80 km/h : le gouvernement relance un débat passionné

Efficacité en débat, impopularité à surmonter: le gouvernement a relancé un débat lancinant dans l'univers de la sécurité routière en envisageant une baisse de la vitesse maximale à 80 km/h sur certaines routes secondaires.

Les braises couvaient, jamais vraiment éteintes sur cette intarissable sujet de polémiques. Confronté à une hausse ininterrompue de la mortalité routière depuis 2014 (3.477 tués en 2016), que la France n'a plus connue depuis 1972, le gouvernement les a ravivées.

Alors que les autorités redoutent une quatrième année consécutive d'augmentation, Le Point assurait vendredi que "Matignon a tranché" en faveur d'une "baisse généralisée" de 90 km/h à 80 km/h des routes secondaires à double sens -nationales et départementales essentiellement- sans séparateur central.

Lundi, Edouard Philippe a assuré que la décision "sera prise au mois de janvier" après "une concertation avec les associations, les professionnels, les élus". Lui s'y est dit "favorable (...) à titre personnel". La décision sera annoncée lors d'un Comité interministériel de sécurité routière, "probablement le 18" janvier.

L'échéance est posée, et "pro" et "anti" ont repris leur guerre de tranchées à coups de pétitions, communiqués, interventions médiatiques... "Ces derniers mois, on était un peu sorti de ce débat. Là, tout va à nouveau se focaliser là-dessus", soupire, lassé, un membre du Conseil national de la sécurité routière (CNSR), organe consultatif en matière de sécurité routière.

Le gouvernement précédent s'était bien gardé de prendre parti. Le 14 juin 2014, le ministre de l'Intérieur Bernard Cazeneuve avait coupé court au débat, annonçant quelques minutes avant une séance du CNSR sur le sujet qu'il n'y aurait pas de baisse mais une simple "expérimentation", invoquant un besoin de "pédagogie" et de "pragmatisme".

"Un manque de courage politique", peste la présidente de la Ligue contre la violence routière, Chantal Perrichon, partisane du 80 km/h.

Pour elle, le "80" s'apparente à d'autres mesures "de rupture", comme l'obligation du port de la ceinture de sécurité entrée en vigueur à partir de 1973 et le déploiement des radars lancé en 2003, prises "sans attendre l'acceptabilité dans la population" et qui ont permis une baisse de la mortalité.

 

"Pas de concession"

L'expérimentation, menée a minima sur 81 kilomètres de routes (sur près de 400.000 km de routes nationales et départementales en France), s'est achevée le 1er juillet.
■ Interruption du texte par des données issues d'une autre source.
//! Composition buffer: the session's view of one conversion context.
//!
//! The buffer is a thin proxy. It forwards edits to the engine context,
//! guards selection indices, and reports whether a selection finished the
//! sentence. Candidates belong to the context and must not be cached across
//! a mutation.

use crate::candidate::Candidate;
use crate::engine::ConversionContext;

/// Result of selecting a candidate.
#[derive(Debug, Clone, PartialEq, Eq)]
pub struct Selection {
    /// True when the selection converted the whole input.
    pub completed: bool,
}

/// Raw input, cursor and candidates of an in-progress composition.
#[derive(Debug)]
pub struct CompositionBuffer<C> {
    context: C,
}

impl<C: ConversionContext> CompositionBuffer<C> {
    pub fn new(context: C) -> Self {
        Self { context }
    }

    pub fn type_text(&mut self, text: &str) {
        self.context.type_text(text);
    }

    pub fn backspace(&mut self) {
        self.context.backspace();
    }

    pub fn delete(&mut self) {
        self.context.delete();
    }

    /// Move the cursor, clamped to the input length.
    pub fn set_cursor(&mut self, pos: usize) {
        let pos = pos.min(self.context.len());
        self.context.set_cursor(pos);
    }

    pub fn clear(&mut self) {
        self.context.clear();
    }

    pub fn len(&self) -> usize {
        self.context.len()
    }

    pub fn is_empty(&self) -> bool {
        self.context.is_empty()
    }

    pub fn cursor(&self) -> usize {
        self.context.cursor()
    }

    pub fn candidates(&self) -> &[Candidate] {
        self.context.candidates()
    }

    pub fn raw_input(&self) -> &str {
        self.context.user_input()
    }

    pub fn composed_sentence(&self) -> String {
        self.context.sentence()
    }

    pub fn preedit(&self) -> (String, usize) {
        self.context.preedit()
    }

    /// Select the candidate at `index`.
    ///
    /// Returns `None` if the index is out of range for the current list.
    pub fn select(&mut self, index: usize) -> Option<Selection> {
        let count = self.context.candidates().len();
        if index >= count {
            tracing::warn!(index, total = count, "invalid candidate index");
            return None;
        }
        tracing::debug!(index, text = %self.context.candidates()[index].text, "selecting candidate");
        self.context.select(index);
        Some(Selection {
            completed: self.context.is_selected(),
        })
    }

    pub fn learn(&mut self) {
        self.context.learn();
    }

    pub fn context(&self) -> &C {
        &self.context
    }
}


#[cfg(test)]
mod tests {
    use super::testing::*;
    use super::*;

    fn buffer() -> CompositionBuffer<ScriptedContext> {
        CompositionBuffer::new(ScriptedContext::new(nihao_table()))
    }

    fn type_all(buf: &mut CompositionBuffer<ScriptedContext>, s: &str) {
        for ch in s.chars() {
            buf.type_text(&ch.to_string());
        }
    }

    #[test]
    fn test_type_then_backspace_restores_state() {
        let mut buf = buffer();
        type_all(&mut buf, "ni");
        let before = (buf.raw_input().to_string(), buf.cursor());

        buf.type_text("h");
        buf.backspace();

        assert_eq!((buf.raw_input().to_string(), buf.cursor()), before);
    }

    #[test]
    fn test_select_out_of_range_is_none() {
        let mut buf = buffer();
        type_all(&mut buf, "nihao");
        assert_eq!(buf.select(99), None);
        assert_eq!(buf.raw_input(), "nihao");
    }

    #[test]
    fn test_complete_select_learn_clear() {
        let mut buf = buffer();
        type_all(&mut buf, "nihao");
        assert!(!buf.candidates().is_empty());

        let sel = buf.select(0).unwrap();
        assert!(sel.completed);
        assert_eq!(buf.composed_sentence(), "你好");

        buf.learn();
        buf.clear();
        assert_eq!(buf.len(), 0);
        assert!(buf.candidates().is_empty());
        assert_eq!(buf.context().learned, vec!["你好".to_string()]);
    }

    #[test]
    fn test_partial_select_keeps_suffix() {
        let mut buf = buffer();
        type_all(&mut buf, "nihao");

        let sel = buf.select(2).unwrap();
        assert!(!sel.completed);
        assert_eq!(buf.len(), 5);
        assert_eq!(buf.candidates()[0].text, "好");
        assert_eq!(buf.preedit(), ("你hao".to_string(), 4));
    }

    #[test]
    fn test_set_cursor_is_clamped() {
        let mut buf = buffer();
        type_all(&mut buf, "ni");
        buf.set_cursor(10);
        assert_eq!(buf.cursor(), 2);
        buf.set_cursor(0);
        assert_eq!(buf.cursor(), 0);
    }
}
//! Process-wide host state: the shared engine and the client registry.

use std::cell::RefCell;
use std::rc::Rc;
use std::sync::Arc;

use anyhow::Context;
use once_cell::unsync::OnceCell;

use crate::engine::ConversionEngine;
use crate::presentation::PresentationSink;
use crate::registry::SessionRegistry;
use crate::session::Session;
use crate::Config;

type EngineFactory<E> = Box<dyn Fn() -> anyhow::Result<E>>;

/// Owns the configuration, the lazily built engine and the registry shared
/// by every session the host creates.
///
/// The engine is brought up on first use. A failed bring-up is returned to
/// the caller and retried on the next request.
pub struct SessionHost<E> {
    config: Config,
    factory: EngineFactory<E>,
    engine: OnceCell<Arc<E>>,
    registry: Rc<RefCell<SessionRegistry>>,
}

impl<E: ConversionEngine> SessionHost<E> {
    pub fn new(config: Config, factory: impl Fn() -> anyhow::Result<E> + 'static) -> Self {
        let registry = SessionRegistry::new(config.registry_capacity());
        Self {
            config,
            factory: Box::new(factory),
            engine: OnceCell::new(),
            registry: Rc::new(RefCell::new(registry)),
        }
    }

    pub fn config(&self) -> &Config {
        &self.config
    }

    pub fn registry(&self) -> Rc<RefCell<SessionRegistry>> {
        Rc::clone(&self.registry)
    }

    pub fn is_initialized(&self) -> bool {
        self.engine.get().is_some()
    }

    /// The shared engine, building it on first call.
    pub fn engine(&self) -> anyhow::Result<Arc<E>> {
        self.engine
            .get_or_try_init(|| self.bring_up())
            .map(Arc::clone)
    }

    fn bring_up(&self) -> anyhow::Result<Arc<E>> {
        tracing::info!("initializing shared conversion engine");
        let mut engine = (self.factory)().context("failed to construct conversion engine")?;

        if let Some(path) = self.config.dictionary_path() {
            engine
                .load_dictionary(&path)
                .with_context(|| format!("failed to load dictionary {}", path.display()))?;
            tracing::info!(path = %path.display(), "loaded dictionary");
        }

        let fuzzy = self.config.fuzzy_flags();
        let nbest = self.config.nbest();
        engine.configure(nbest, fuzzy);
        tracing::info!(nbest, fuzzy = ?fuzzy, "conversion engine ready");

        Ok(Arc::new(engine))
    }

    /// Create a session for a new input context.
    pub fn create_session<S: PresentationSink>(
        &self,
        sink: S,
    ) -> anyhow::Result<Session<E::Context, S>> {
        let engine = self.engine()?;
        let context = E::new_context(engine);
        Ok(Session::new(context, sink, &self.config, self.registry()))
    }
}

impl<E> std::fmt::Debug for SessionHost<E> {
    fn fmt(&self, f: &mut std::fmt::Formatter<'_>) -> std::fmt::Result {
        f.debug_struct("SessionHost")
            .field("config", &self.config)
            .field("initialized", &self.engine.get().is_some())
            .finish_non_exhaustive()
    }
}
A son issue, aucun rapport n'a été rendu public, entretenant le flou et la controverse.

Les seules données disponibles sont les chiffres de la Sécurité routière: en 2016, 2.188 personnes ont été tuées sur les routes hors agglomération (sauf autoroutes), soit 63% de la mortalité routière. "Les routes bidirectionnelles, généralement limitées à 90 km/h, concentrent 87% de la mortalité sur routes hors agglomération (1.911 personnes), soit 55 % de l'ensemble de la mortalité routière", soulignait-elle dans son rapport annuel.

Forts de ce constat, les partisans d'une baisse de la vitesse maximale autorisée affirment qu'elle sauverait au moins 400 vies par an. "Mais cela doit se faire de manière générale, sans concession", prévient Chantal Perrichon.

Cette évaluation s'appuie notamment sur le modèle élaboré dans les années 1980 par le chercheur suédois Göran Nilsson, selon lequel une baisse de la vitesse de 1% engendre une diminution de 4% des accidents mortels.

Un modèle "dépassé", pour l'association 40 millions d'automobilistes qui a lancé une pétition en ligne contre ce projet. "Il suffit de regarder ce qu'il se passe chez nos voisins pour s'en convaincre: les Britanniques roulent à 97 km/h et ont moins d'accidents ; les Allemands à 100 km/h et dénombrent moins de tués sur les routes", affirme son président Daniel Qero.

"La baisse de la vitesse diminue la gravité des accidents même si ça ne diminue pas forcément leur nombre", estime de son côté Anne Lavaud, directrice générale de l'association Prévention routière, soulignant la nécessité "d'une justification pédagogique pour être mieux acceptée et adoptée".

Pédagogie pour certains, propagande pour "toujours plus de répression et de sanction" pour d'autres: selon le délégué général de 40 millions d'automobilistes Pierre Chasseray, "le travail de communication réalisé aujourd'hui par le Premier ministre vise à endormir l'opinion publique avant de faire passer la mesure en force d'ici quelques semaines".